▶ [TASK]:
Return all lines from the entries below in which the word "enum" is present.

*** Opening RAW DATA ***

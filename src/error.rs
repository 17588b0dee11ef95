//! Structured error types for the quire pagination engine.
//!
//! Structural violations, measurement failures and authoring mistakes are
//! all reported up to the caller. Nothing here is retried or masked.

use thiserror::Error;

use crate::model::{Element, ElementType};

/// The unified error type returned by all public quire API functions.
#[derive(Debug, Error)]
pub enum QuireError {
    /// A child element of a disallowed type was attached to a parent.
    #[error("{child:?} is not an allowed child for {parent:?}")]
    NotAllowed {
        child: ElementType,
        parent: ElementType,
    },

    /// A cell's span does not fit in the remaining column slots of its row.
    #[error("cell spanning {span} column(s) does not fit: row has {used} of {columns} columns in use")]
    SpanOverflow {
        span: u32,
        used: usize,
        columns: usize,
    },

    /// A formatting span does not address a valid byte range of its text.
    #[error("span {start}..{end} is not a valid range of a {len}-byte text")]
    InvalidSpan { start: usize, end: usize, len: usize },

    /// The text-measurement service failed or returned degenerate output.
    #[error("text measurement failed: {0}")]
    Measurement(String),

    /// A style name was looked up in a style sheet that does not define it.
    #[error("no {kind} style named {name:?}")]
    MissingStyle { kind: &'static str, name: String },

    /// The document builder was driven out of order.
    #[error("document builder: {0}")]
    Builder(String),

    /// JSON input failed to parse as a valid document or configuration.
    #[error("failed to parse input: {source}{}", hint_suffix(.hint))]
    Parse {
        source: serde_json::Error,
        hint: String,
    },

    /// Font data could not be parsed.
    #[error("font error: {0}")]
    Font(String),

    #[error(transparent)]
    Io(#[from] std::io::Error),
}

fn hint_suffix(hint: &str) -> String {
    if hint.is_empty() {
        String::new()
    } else {
        format!("\n  Hint: {}", hint)
    }
}

impl From<serde_json::Error> for QuireError {
    fn from(e: serde_json::Error) -> Self {
        let hint = match e.classify() {
            serde_json::error::Category::Syntax => {
                "Check for trailing commas, missing quotes, or unescaped characters.".to_string()
            }
            serde_json::error::Category::Data => {
                "The JSON is valid but doesn't match the document schema. Check field names and types.".to_string()
            }
            serde_json::error::Category::Eof => {
                "Unexpected end of input. Is the JSON truncated?".to_string()
            }
            serde_json::error::Category::Io => String::new(),
        };
        QuireError::Parse { source: e, hint }
    }
}

/// A rejected attach. The tree is unchanged and the child is handed back.
#[derive(Debug)]
pub struct Rejected {
    pub child: Box<Element>,
    pub parent: ElementType,
    reason: RejectReason,
}

#[derive(Debug, Clone, Copy)]
enum RejectReason {
    NotAllowed,
    SpanOverflow { span: u32, used: usize, columns: usize },
}

impl Rejected {
    pub(crate) fn not_allowed(child: Element, parent: ElementType) -> Self {
        Self {
            child: Box::new(child),
            parent,
            reason: RejectReason::NotAllowed,
        }
    }

    pub(crate) fn span_overflow(
        child: Element,
        parent: ElementType,
        span: u32,
        used: usize,
        columns: usize,
    ) -> Self {
        Self {
            child: Box::new(child),
            parent,
            reason: RejectReason::SpanOverflow {
                span,
                used,
                columns,
            },
        }
    }

    /// Take the rejected element back.
    pub fn into_child(self) -> Element {
        *self.child
    }
}

impl Rejected {
    /// The error describing this rejection, leaving the child in place.
    pub fn error(&self) -> QuireError {
        match self.reason {
            RejectReason::NotAllowed => QuireError::NotAllowed {
                child: self.child.element_type(),
                parent: self.parent,
            },
            RejectReason::SpanOverflow {
                span,
                used,
                columns,
            } => QuireError::SpanOverflow {
                span,
                used,
                columns,
            },
        }
    }
}

impl From<Rejected> for QuireError {
    fn from(r: Rejected) -> Self {
        r.error()
    }
}

pub type Result<T> = std::result::Result<T, QuireError>;

#[cfg(test)]
mod tests {
    use super::*;

    #[test]
    fn syntax_errors_carry_a_hint() {
        let err: QuireError = serde_json::from_str::<serde_json::Value>("{\"a\": 1,}")
            .unwrap_err()
            .into();
        let msg = err.to_string();
        assert!(msg.contains("Hint: Check for trailing commas"), "{msg}");
    }

    #[test]
    fn truncated_input_is_reported_as_eof() {
        let err: QuireError = serde_json::from_str::<serde_json::Value>("{\"a\": ")
            .unwrap_err()
            .into();
        assert!(err.to_string().contains("truncated"));
    }
}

*** Closing RAW DATA ***

▶ [RESULT]:
pub enum QuireError {
enum RejectReason {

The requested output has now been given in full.